(Dataset entries)
-- Opening Marker --

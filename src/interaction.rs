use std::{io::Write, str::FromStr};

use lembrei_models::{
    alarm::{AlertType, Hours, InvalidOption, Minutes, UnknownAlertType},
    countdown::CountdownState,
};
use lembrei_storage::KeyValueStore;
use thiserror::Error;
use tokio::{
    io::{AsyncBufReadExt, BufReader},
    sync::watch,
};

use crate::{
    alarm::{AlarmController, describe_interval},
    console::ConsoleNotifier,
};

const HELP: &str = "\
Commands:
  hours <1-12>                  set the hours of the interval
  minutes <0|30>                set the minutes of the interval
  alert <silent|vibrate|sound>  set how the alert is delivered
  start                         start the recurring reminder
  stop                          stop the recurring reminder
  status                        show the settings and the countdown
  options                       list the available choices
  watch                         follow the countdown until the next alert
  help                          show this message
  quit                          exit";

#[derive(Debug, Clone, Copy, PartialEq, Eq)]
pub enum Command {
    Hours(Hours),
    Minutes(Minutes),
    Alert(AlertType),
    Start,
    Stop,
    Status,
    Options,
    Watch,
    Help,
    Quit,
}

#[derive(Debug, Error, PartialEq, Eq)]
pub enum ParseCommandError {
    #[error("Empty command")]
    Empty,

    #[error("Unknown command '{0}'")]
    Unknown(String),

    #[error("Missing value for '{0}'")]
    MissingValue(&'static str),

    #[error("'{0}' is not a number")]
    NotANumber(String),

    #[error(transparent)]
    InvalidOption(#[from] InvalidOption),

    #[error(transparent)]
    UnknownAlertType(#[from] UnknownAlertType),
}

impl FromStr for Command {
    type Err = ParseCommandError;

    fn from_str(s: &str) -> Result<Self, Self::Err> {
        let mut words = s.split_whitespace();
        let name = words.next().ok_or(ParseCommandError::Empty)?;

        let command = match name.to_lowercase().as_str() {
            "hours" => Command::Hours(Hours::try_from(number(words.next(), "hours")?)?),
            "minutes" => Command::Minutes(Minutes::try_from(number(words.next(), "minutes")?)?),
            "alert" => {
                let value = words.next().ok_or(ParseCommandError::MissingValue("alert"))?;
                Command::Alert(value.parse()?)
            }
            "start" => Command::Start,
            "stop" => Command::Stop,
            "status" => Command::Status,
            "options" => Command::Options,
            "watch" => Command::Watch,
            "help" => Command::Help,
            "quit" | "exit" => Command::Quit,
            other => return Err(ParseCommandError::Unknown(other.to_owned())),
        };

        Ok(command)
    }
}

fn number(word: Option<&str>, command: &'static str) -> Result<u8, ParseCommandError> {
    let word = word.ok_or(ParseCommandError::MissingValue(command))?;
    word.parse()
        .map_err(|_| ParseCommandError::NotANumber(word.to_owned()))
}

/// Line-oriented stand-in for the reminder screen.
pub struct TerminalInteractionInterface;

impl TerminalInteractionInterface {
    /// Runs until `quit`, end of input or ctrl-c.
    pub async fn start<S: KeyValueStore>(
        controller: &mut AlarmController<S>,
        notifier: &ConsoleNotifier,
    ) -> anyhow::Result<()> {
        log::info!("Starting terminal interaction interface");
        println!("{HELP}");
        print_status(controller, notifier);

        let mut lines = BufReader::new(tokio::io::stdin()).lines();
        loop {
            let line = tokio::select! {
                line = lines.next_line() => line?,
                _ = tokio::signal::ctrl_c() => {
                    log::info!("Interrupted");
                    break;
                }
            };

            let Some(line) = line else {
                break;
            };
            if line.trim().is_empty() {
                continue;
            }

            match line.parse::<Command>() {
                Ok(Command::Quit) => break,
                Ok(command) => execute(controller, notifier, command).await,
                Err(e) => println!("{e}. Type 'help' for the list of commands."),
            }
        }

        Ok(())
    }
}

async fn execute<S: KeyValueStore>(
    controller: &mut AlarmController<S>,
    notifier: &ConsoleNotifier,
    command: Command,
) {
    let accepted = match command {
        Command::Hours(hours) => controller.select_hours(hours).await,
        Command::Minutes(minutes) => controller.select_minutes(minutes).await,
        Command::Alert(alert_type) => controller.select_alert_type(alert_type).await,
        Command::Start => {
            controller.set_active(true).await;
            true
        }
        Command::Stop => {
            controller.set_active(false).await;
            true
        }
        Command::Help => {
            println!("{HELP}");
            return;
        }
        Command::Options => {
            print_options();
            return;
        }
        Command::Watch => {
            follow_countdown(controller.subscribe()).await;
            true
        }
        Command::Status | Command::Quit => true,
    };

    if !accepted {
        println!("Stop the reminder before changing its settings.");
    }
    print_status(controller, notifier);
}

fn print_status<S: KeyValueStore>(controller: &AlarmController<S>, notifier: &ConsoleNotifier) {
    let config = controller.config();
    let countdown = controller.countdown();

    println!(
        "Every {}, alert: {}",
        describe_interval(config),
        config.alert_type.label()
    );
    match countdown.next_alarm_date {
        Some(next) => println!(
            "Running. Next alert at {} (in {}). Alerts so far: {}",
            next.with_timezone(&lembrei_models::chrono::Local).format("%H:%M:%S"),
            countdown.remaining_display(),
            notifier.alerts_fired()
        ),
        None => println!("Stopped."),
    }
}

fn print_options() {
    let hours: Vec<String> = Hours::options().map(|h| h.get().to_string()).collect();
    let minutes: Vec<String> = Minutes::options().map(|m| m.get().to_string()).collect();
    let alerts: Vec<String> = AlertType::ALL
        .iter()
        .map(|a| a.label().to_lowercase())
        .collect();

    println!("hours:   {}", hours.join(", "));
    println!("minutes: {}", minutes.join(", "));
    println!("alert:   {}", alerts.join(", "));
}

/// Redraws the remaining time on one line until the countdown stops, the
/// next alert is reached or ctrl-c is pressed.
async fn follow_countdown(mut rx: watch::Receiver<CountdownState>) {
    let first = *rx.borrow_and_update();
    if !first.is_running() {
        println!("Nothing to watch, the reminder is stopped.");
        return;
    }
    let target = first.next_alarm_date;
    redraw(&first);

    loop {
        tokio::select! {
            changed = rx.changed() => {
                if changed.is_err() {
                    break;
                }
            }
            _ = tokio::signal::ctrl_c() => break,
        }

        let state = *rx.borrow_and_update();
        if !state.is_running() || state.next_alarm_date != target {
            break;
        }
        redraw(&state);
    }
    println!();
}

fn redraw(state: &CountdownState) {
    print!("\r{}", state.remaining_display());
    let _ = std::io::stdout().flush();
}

-- Closing Marker --

■ ACTIVITY: Which lines of the records above contain the word "NotANumber"? Report each one.

■ WORKED SOLUTION:
    NotANumber(String),
        .map_err(|_| ParseCommandError::NotANumber(word.to_owned()))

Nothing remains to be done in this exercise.